Both rural and urban inflation rates witnessed declines to 5.34% and 4.92%, respectively, compared to 5.93% and 5.46% from the same period last year. The drop in inflation can be attributed to a cooling off in food prices, with food inflation for January standing at 8.30% compared to December’s 9.53%. Vegetable inflation also saw a slight decrease from 27.64% in December to 27.03%. Additionally, fuel and light inflation contracted to -0.60% from -0.99% the previous month. Sequentially, inflation contracted by -0.11% compared to the previous month’s -32%, as per the released data.
In terms of Industrial Production (IIP) data, India’s industrial production rose to 3.8% in December 2023, up from 2.4% in November 2023, as reported by the Ministry of Statistics and Programme Implementation (MoSPI) on Monday. In October 2023, IIP was recorded at 11.7%. The growth in factory output, measured by the Index of Industrial Production (IIP), was 5.1% in December 2022, according to the Ministry’s press release. For April-December 2023-24, IIP growth reached 6.1%, up from 5.5% during the same period the previous year.
Looking at the Reserve Bank of India’s (RBI) inflation forecast, despite concerns about food price increases and uncertainties surrounding crude costs and domestic growth momentum, the RBI kept its inflation forecast for FY24 unchanged at 5.4% during its February meeting. RBI Governor Shaktikanta Das emphasized the volatility in food prices but noted a deepening deflation in CPI fuel and a moderation in core inflation to a four-year low of 3.8% in December. The RBI highlighted geopolitical events and their impact on supply chains, along with volatility in international financial markets and commodity prices, as significant upward risks to inflation. Looking ahead, the RBI forecasted inflation rates of 5%, 4%, 4.6%, and 4.7% for Q1FY25, Q2FY25, Q3FY25, and Q4FY25, respectively, assuming a normal monsoon next year.
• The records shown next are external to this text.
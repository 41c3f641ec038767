//! Rootwalk Domain Layer
//!
//! Pure types shared by every layer: names, records, messages, referral
//! rules, resolution outcomes, errors and configuration.
pub mod config;
pub mod dns_record;
pub mod domain_name;
pub mod errors;
pub mod message;
pub mod name_server;
pub mod referral;
pub mod resolution;
pub mod root_hints;

pub use config::{CliOverrides, Config, ConfigError, LoggingConfig, ResolverConfig};
pub use dns_record::{RecordData, RecordType, ResourceRecord};
pub use domain_name::DomainName;
pub use errors::DomainError;
pub use message::{Header, Message, Question, ResponseCode};
pub use name_server::NameServer;
pub use referral::{extract_referral, Referral};
pub use resolution::Resolution;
Discussing India’s efforts to control inflation, Finance Minister Nirmala Sitharaman, while presenting the Interim Budget 2024-25 in the Lok Sabha, highlighted the government’s measures to stabilize inflation. She noted that retail inflation has stabilized and fallen within the tolerance band due to government measures to control price rises, particularly in perishable commodities.